A collapse in energy usage of this magnitude is equivalent to the closure of Australia’s four aluminium smelters. (They currently use 23.5 TWh of electricity per year).

The risk posed by this collapse is further exacerbated by a nuclear policy that would drive up energy costs and is too slow to meet the decarbonisation timelines required by our environment or those outlined by industry.

Australia’s aluminium industry currently supports 7594 direct jobs and 5886 jobs indirectly. Renew Australia for All says that repowering the smelters with lowest-cost, firmed renewable energy can ensure the sector’s viability for those 13,500 people who rely on its sustainability for employment.

“The real-world impact of the opposition’s nuclear policy will be to create significant investor uncertainty and crowd out private investors who will invariably deter a significant part of the 260 GW and $300-400 billion in renewable energy investment proposals already in the grid connection queue across Australia,” said Tim Buckley, Founder of Climate Energy Finance. “This will further erode our manufacturing sector’s competitiveness by forcing our industry to consume high-cost, high-polluting electricity generated from fossil fuels for decades longer, before even higher-cost, notoriously slow-to-build nuclear plants are eventually constructed.”

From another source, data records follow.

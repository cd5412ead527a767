use color_eyre::{eyre::eyre, Result};
use std::collections::BTreeMap;
use url::Url;

/// An intercepted request.
///
/// Header names are stored lowercased; the method is stored uppercased.
#[derive(Debug, Clone, PartialEq, Eq)]
pub struct Request {
  method: String,
  url: Url,
  headers: BTreeMap<String, String>,
}

impl Request {
  pub fn new(method: &str, url: Url) -> Self {
    Self {
      method: method.to_ascii_uppercase(),
      url,
      headers: BTreeMap::new(),
    }
  }

  pub fn get(url: Url) -> Self {
    Self::new("GET", url)
  }

  /// Build a request from a possibly relative URL, resolved against `base`.
  pub fn parse(method: &str, raw: &str, base: &Url) -> Result<Self> {
    let url = base
      .join(raw)
      .map_err(|e| eyre!("Invalid request URL '{}': {}", raw, e))?;
    Ok(Self::new(method, url))
  }

  pub fn with_header(mut self, name: &str, value: &str) -> Self {
    self
      .headers
      .insert(name.to_ascii_lowercase(), value.to_string());
    self
  }

  pub fn method(&self) -> &str {
    &self.method
  }

  pub fn is_get(&self) -> bool {
    self.method == "GET"
  }

  pub fn url(&self) -> &Url {
    &self.url
  }

  pub fn header(&self, name: &str) -> Option<&str> {
    self
      .headers
      .get(&name.to_ascii_lowercase())
      .map(String::as_str)
  }

  pub fn headers(&self) -> impl Iterator<Item = (&str, &str)> {
    self.headers.iter().map(|(k, v)| (k.as_str(), v.as_str()))
  }

  /// Whether the `Accept` header asks for an HTML document.
  pub fn accepts_html(&self) -> bool {
    self
      .header("accept")
      .is_some_and(|accept| accept.contains("text/html"))
  }
}

#[cfg(test)]
mod tests {
  use super::*;

  #[test]
  fn test_parse_resolves_relative() {
    let base = Url::parse("https://example.com").unwrap();
    let req = Request::parse("get", "/styles.css", &base).unwrap();

    assert_eq!(req.method(), "GET");
    assert!(req.is_get());
    assert_eq!(req.url().as_str(), "https://example.com/styles.css");
  }

  #[test]
  fn test_parse_keeps_absolute() {
    let base = Url::parse("https://example.com").unwrap();
    let req = Request::parse("GET", "https://cdn.example.net/lib.js", &base).unwrap();

    assert_eq!(req.url().host_str(), Some("cdn.example.net"));
  }

  #[test]
  fn test_header_lookup_is_case_insensitive() {
    let req = Request::get(Url::parse("https://example.com/").unwrap())
      .with_header("Accept", "text/html,application/xhtml+xml");

    assert_eq!(req.header("accept"), Some("text/html,application/xhtml+xml"));
    assert!(req.accepts_html());
  }

  #[test]
  fn test_accepts_html_requires_header() {
    let req = Request::get(Url::parse("https://example.com/").unwrap());
    assert!(!req.accepts_html());

    let req = req.with_header("accept", "image/webp,*/*");
    assert!(!req.accepts_html());
  }
}
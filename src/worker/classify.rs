use url::{Origin, Url};

use crate::net::Request;

/// How an intercepted request is routed.
#[derive(Debug, Clone, Copy, PartialEq, Eq)]
pub enum RequestClass {
  /// Accept header asks for HTML: network-first
  Navigation,
  /// Same-origin (or allow-listed) file with a static extension: cache-first
  StaticAsset,
  /// Not intercepted
  Other,
}

/// Pure request classification; depends only on the URL and Accept header.
#[derive(Debug, Clone)]
pub struct Classifier {
  origin: Origin,
  allowed_hosts: Vec<String>,
  extensions: Vec<String>,
}

impl Classifier {
  pub fn new(origin: &Url, allowed_hosts: &[String], extensions: &[String]) -> Self {
    Self {
      origin: origin.origin(),
      allowed_hosts: allowed_hosts.iter().map(|h| h.to_lowercase()).collect(),
      extensions: extensions.iter().map(|e| e.to_lowercase()).collect(),
    }
  }

  pub fn classify(&self, request: &Request) -> RequestClass {
    if request.accepts_html() {
      return RequestClass::Navigation;
    }

    let url = request.url();
    if self.is_trusted_origin(url) && self.has_asset_extension(url) {
      return RequestClass::StaticAsset;
    }

    RequestClass::Other
  }

  fn is_trusted_origin(&self, url: &Url) -> bool {
    if url.origin() == self.origin {
      return true;
    }
    url.host_str().is_some_and(|host| {
      let host = host.to_lowercase();
      self
        .allowed_hosts
        .iter()
        .any(|allowed| host == *allowed || host.ends_with(&format!(".{allowed}")))
    })
  }

  fn has_asset_extension(&self, url: &Url) -> bool {
    let file = url.path().rsplit('/').next().unwrap_or_default();
    match file.rsplit_once('.') {
      Some((_, ext)) => {
        let ext = ext.to_lowercase();
        self.extensions.iter().any(|e| *e == ext)
      }
      None => false,
    }
  }
}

“This new analysis has confirmed the real price of this policy — that nuclear power is not just expensive, but puts at risk a critical industry and the well-paid jobs of thousands of Australians,” said Michele O’Neil, President, Australian Council of Trade Unions (ACTU). “At a time of global uncertainty, it’s even more important for Australia to have sovereign manufacturing capacity, and aluminium is a critical part of that. It is reckless and dangerous to put such a critical industry at risk to pursue an expensive nuclear pipedream.”